▶ _Exercise data_
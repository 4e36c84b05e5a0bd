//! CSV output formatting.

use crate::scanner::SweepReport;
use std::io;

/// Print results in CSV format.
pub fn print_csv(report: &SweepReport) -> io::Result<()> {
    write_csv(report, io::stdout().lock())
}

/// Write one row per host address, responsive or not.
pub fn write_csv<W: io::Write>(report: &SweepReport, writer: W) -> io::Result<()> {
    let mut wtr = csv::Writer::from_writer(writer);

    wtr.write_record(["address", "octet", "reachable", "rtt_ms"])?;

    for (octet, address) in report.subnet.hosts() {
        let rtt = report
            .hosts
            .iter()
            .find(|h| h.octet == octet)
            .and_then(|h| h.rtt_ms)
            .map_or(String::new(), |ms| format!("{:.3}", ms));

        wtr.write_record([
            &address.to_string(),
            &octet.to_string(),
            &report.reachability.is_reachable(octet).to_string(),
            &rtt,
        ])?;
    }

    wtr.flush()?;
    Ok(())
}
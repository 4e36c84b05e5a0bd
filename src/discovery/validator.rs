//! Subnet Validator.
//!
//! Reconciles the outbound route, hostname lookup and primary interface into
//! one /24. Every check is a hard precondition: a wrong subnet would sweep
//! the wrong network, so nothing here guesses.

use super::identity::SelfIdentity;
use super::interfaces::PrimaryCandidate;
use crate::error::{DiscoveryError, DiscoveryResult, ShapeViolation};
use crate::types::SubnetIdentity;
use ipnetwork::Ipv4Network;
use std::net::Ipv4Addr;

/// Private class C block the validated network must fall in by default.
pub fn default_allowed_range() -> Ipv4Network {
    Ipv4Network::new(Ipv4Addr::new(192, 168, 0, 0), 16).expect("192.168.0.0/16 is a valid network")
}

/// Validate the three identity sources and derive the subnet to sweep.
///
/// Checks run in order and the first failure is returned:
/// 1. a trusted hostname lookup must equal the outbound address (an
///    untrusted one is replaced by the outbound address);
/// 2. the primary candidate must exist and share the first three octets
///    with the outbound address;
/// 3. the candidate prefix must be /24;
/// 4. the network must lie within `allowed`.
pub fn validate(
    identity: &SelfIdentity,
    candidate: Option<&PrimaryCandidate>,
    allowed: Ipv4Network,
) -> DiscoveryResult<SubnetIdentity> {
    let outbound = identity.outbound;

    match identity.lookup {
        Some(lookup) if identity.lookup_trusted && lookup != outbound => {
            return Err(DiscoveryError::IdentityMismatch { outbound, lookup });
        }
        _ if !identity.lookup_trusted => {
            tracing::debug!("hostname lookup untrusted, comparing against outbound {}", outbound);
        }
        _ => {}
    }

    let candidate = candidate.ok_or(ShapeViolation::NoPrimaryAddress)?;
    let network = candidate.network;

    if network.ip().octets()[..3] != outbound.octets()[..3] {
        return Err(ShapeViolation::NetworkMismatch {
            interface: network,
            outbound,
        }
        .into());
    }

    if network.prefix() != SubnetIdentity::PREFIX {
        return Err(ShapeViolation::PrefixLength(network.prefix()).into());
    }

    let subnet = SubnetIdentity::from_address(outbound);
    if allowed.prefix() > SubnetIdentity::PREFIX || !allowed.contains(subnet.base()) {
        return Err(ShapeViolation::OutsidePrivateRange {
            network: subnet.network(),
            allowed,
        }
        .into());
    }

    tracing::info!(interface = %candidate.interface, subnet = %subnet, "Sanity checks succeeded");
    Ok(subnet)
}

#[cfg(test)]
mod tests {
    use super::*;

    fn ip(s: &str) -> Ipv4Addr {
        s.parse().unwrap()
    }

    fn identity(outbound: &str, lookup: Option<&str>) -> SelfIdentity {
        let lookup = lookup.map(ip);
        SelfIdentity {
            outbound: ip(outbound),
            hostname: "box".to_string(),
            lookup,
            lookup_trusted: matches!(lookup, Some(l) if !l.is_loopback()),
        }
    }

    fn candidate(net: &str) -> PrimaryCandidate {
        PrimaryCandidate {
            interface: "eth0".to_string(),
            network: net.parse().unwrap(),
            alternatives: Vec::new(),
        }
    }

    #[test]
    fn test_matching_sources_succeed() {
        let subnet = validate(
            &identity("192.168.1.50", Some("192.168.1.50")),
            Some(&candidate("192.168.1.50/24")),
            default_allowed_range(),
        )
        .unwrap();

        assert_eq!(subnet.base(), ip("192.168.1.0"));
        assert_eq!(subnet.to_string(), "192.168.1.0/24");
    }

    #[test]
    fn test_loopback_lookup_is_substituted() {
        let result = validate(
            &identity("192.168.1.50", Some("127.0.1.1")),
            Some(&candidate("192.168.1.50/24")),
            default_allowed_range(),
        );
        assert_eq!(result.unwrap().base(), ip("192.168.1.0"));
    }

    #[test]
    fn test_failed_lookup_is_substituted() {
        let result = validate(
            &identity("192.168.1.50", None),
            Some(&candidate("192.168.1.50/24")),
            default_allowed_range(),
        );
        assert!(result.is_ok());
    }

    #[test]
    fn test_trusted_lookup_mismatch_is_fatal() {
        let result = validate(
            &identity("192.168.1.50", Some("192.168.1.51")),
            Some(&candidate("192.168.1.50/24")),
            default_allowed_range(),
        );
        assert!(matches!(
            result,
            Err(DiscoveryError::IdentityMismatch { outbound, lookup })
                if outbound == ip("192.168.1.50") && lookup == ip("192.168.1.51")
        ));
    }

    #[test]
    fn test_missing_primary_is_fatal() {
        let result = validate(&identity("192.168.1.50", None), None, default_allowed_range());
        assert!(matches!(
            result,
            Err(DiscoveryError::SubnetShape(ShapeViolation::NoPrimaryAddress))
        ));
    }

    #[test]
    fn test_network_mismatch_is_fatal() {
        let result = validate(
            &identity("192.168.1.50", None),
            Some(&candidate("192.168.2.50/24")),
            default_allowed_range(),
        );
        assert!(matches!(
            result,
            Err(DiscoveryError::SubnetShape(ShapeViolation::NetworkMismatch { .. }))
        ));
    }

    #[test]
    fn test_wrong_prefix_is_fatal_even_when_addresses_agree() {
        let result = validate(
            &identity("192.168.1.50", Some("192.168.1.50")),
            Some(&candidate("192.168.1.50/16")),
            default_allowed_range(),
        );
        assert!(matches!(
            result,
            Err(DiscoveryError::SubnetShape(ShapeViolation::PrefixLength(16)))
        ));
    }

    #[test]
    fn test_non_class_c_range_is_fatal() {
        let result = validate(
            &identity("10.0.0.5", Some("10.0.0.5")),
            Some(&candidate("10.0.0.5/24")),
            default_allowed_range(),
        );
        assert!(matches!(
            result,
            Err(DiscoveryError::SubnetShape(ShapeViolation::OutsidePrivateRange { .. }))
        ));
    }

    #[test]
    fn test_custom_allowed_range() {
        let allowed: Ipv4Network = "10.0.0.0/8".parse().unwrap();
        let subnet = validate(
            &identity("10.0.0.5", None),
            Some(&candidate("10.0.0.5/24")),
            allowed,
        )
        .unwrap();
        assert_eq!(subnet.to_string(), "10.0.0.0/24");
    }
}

▶ _Work instructions_
Wherever the word "three" appears in the listing, copy the line that holds it.

▶ _Task output_
/// Validate the three identity sources and derive the subnet to sweep.
/// 2. the primary candidate must exist and share the first three octets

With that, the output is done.